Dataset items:

* * * * * * * * *

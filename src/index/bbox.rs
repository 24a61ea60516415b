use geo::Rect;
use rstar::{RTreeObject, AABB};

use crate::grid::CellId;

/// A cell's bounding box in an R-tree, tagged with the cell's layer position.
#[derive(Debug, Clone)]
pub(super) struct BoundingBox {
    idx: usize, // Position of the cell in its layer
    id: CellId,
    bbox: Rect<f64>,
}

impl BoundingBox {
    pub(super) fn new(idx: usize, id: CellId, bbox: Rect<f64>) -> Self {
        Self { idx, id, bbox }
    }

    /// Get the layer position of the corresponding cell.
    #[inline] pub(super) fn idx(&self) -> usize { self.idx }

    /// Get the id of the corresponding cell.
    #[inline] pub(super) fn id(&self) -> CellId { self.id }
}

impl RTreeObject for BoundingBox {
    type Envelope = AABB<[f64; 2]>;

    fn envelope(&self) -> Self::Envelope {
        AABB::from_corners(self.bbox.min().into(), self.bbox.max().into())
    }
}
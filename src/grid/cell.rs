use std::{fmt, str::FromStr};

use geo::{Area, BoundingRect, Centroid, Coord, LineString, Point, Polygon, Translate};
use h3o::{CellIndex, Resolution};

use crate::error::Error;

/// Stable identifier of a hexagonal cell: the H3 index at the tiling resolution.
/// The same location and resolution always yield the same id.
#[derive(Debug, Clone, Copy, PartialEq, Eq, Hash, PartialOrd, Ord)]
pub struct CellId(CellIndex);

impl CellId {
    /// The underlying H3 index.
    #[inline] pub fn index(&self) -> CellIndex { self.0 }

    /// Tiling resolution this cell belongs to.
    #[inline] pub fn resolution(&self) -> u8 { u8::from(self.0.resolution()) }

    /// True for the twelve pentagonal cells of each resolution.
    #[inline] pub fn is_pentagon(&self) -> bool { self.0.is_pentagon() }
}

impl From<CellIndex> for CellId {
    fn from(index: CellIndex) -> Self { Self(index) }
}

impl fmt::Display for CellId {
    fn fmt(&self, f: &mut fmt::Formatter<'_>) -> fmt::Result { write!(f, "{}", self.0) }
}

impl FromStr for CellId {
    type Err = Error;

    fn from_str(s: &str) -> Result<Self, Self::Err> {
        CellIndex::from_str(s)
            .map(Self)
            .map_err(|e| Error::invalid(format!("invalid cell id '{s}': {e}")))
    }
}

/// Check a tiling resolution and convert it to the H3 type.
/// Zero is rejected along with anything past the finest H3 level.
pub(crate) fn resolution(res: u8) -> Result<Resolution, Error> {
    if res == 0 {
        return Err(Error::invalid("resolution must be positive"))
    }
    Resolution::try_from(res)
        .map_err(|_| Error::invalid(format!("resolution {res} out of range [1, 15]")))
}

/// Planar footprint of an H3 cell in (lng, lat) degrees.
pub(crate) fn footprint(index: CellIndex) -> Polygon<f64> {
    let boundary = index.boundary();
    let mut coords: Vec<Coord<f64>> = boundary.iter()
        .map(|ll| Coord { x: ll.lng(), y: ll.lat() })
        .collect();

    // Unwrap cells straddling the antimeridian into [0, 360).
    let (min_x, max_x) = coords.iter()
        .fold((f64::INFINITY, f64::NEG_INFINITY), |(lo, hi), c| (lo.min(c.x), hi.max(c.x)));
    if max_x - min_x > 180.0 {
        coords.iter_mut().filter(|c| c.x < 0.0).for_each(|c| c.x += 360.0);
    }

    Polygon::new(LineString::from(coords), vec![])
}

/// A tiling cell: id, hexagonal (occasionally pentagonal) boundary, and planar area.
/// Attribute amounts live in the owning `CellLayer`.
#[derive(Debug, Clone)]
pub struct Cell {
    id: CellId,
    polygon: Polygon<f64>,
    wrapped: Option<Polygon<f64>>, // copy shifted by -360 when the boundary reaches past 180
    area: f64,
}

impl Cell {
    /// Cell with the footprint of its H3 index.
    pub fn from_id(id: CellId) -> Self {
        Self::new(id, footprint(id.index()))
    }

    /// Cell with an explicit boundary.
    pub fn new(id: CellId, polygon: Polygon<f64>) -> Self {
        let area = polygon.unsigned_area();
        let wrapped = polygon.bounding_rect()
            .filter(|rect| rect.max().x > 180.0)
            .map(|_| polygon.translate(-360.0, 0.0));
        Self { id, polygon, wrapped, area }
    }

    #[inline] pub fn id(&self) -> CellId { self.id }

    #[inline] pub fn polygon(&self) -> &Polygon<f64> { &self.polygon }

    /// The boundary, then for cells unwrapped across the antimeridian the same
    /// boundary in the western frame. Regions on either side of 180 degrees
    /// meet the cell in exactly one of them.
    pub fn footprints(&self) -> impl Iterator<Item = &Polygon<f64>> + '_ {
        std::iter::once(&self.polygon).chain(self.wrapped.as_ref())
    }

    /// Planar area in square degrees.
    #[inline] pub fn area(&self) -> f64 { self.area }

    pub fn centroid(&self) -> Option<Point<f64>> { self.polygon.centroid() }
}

* * * * * * * * *

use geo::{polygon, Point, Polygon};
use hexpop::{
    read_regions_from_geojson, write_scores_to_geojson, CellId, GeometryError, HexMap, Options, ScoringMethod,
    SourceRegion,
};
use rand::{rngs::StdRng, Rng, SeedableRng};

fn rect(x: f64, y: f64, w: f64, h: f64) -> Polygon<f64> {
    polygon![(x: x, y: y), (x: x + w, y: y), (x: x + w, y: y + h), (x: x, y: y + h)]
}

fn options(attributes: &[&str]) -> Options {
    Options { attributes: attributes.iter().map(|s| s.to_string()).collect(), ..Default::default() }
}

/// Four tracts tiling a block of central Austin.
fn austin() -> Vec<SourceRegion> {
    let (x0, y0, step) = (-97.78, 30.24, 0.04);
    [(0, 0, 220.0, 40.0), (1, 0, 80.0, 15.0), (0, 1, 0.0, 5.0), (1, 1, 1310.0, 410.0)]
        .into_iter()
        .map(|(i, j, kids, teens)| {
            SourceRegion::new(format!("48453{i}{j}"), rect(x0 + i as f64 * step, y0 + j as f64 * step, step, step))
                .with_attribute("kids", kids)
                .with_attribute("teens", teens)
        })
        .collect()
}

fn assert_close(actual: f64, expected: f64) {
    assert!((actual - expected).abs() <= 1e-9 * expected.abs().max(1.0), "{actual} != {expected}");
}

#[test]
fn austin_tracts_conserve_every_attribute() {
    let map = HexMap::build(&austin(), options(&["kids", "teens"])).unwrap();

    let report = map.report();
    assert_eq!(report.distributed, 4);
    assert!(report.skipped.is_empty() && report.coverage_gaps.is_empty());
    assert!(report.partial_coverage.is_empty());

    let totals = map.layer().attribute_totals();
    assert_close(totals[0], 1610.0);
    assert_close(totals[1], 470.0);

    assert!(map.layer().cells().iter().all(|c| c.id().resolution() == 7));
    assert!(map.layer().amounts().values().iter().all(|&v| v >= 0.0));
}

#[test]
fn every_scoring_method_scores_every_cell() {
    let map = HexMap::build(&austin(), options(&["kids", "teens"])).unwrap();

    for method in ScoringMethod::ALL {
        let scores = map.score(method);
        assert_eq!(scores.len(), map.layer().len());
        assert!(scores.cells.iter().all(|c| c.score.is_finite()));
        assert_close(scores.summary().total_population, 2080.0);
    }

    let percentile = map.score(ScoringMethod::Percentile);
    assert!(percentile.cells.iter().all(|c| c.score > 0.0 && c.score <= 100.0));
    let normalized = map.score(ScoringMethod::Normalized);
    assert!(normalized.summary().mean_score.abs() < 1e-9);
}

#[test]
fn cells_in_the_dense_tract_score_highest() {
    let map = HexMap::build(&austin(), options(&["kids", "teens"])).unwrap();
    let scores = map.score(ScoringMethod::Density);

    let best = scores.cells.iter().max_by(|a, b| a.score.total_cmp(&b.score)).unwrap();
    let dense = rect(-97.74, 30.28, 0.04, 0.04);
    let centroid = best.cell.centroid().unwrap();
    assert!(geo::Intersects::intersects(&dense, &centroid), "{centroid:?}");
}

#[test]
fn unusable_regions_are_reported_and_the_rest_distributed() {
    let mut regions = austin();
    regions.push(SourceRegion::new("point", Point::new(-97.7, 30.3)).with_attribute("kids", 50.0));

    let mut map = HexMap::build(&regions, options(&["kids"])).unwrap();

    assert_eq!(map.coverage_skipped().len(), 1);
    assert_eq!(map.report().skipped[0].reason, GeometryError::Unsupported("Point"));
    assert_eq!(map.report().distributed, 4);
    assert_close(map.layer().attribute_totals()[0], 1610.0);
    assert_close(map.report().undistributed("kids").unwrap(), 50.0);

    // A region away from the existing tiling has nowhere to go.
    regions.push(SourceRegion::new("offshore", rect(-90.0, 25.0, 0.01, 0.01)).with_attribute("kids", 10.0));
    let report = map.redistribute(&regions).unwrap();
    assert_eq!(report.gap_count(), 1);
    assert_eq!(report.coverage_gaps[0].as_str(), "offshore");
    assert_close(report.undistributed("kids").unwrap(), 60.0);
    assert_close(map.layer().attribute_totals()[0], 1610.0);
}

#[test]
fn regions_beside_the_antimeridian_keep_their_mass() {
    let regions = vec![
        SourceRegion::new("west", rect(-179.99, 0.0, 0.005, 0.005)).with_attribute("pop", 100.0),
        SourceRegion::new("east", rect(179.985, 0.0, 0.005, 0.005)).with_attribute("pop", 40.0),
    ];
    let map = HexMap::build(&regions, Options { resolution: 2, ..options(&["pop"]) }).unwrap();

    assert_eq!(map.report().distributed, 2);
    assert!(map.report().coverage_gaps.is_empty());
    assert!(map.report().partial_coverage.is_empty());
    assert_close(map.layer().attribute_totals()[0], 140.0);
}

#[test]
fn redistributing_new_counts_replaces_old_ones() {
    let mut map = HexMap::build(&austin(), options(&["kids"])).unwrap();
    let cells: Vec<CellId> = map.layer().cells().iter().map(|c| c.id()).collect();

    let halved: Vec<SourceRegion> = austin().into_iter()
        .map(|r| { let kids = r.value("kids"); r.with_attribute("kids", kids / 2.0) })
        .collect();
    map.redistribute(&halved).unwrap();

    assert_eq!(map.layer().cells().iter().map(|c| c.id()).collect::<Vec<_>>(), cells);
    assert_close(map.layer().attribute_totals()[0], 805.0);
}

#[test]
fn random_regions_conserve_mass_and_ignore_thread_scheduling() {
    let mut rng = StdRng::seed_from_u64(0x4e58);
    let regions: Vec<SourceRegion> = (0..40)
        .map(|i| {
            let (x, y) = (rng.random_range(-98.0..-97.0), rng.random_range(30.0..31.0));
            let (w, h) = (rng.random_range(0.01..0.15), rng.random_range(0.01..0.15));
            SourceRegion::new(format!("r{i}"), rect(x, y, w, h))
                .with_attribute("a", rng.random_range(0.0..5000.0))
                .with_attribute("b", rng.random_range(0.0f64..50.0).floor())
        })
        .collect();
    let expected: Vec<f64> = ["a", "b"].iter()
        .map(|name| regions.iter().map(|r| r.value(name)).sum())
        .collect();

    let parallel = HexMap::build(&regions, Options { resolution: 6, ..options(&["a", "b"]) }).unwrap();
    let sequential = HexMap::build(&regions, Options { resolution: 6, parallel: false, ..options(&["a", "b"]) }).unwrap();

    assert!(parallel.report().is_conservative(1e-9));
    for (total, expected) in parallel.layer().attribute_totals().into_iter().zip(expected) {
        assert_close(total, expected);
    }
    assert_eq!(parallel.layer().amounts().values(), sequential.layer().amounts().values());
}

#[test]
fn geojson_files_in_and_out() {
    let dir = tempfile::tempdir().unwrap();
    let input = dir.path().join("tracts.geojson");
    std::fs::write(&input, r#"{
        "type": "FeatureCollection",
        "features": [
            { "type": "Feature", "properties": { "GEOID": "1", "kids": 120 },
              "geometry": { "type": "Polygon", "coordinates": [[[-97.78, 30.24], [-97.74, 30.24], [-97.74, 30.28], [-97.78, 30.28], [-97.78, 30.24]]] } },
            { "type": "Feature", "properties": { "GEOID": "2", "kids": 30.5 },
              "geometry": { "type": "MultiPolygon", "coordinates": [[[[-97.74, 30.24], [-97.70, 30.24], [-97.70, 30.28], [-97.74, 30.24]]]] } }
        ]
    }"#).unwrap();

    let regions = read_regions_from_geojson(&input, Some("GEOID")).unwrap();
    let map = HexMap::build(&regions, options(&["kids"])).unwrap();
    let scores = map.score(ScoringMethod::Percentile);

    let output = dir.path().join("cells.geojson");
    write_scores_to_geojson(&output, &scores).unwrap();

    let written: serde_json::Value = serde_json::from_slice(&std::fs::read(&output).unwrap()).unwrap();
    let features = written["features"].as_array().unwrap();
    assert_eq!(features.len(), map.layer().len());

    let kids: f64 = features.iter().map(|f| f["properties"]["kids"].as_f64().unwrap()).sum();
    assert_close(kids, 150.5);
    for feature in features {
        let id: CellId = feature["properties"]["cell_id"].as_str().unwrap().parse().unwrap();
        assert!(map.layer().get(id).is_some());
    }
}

* * * * * * * * *

ACTIVITY:
Within the data above, the span starting at the line containing "cell's layer position." and ending at the line containing "id of the corresponding cell." is to be retyped exactly, with no other lines.

RESULT:
/// A cell's bounding box in an R-tree, tagged with the cell's layer position.
#[derive(Debug, Clone)]
pub(super) struct BoundingBox {
    idx: usize, // Position of the cell in its layer
    id: CellId,
    bbox: Rect<f64>,
}

impl BoundingBox {
    pub(super) fn new(idx: usize, id: CellId, bbox: Rect<f64>) -> Self {
        Self { idx, id, bbox }
    }

    /// Get the layer position of the corresponding cell.
    #[inline] pub(super) fn idx(&self) -> usize { self.idx }

    /// Get the id of the corresponding cell.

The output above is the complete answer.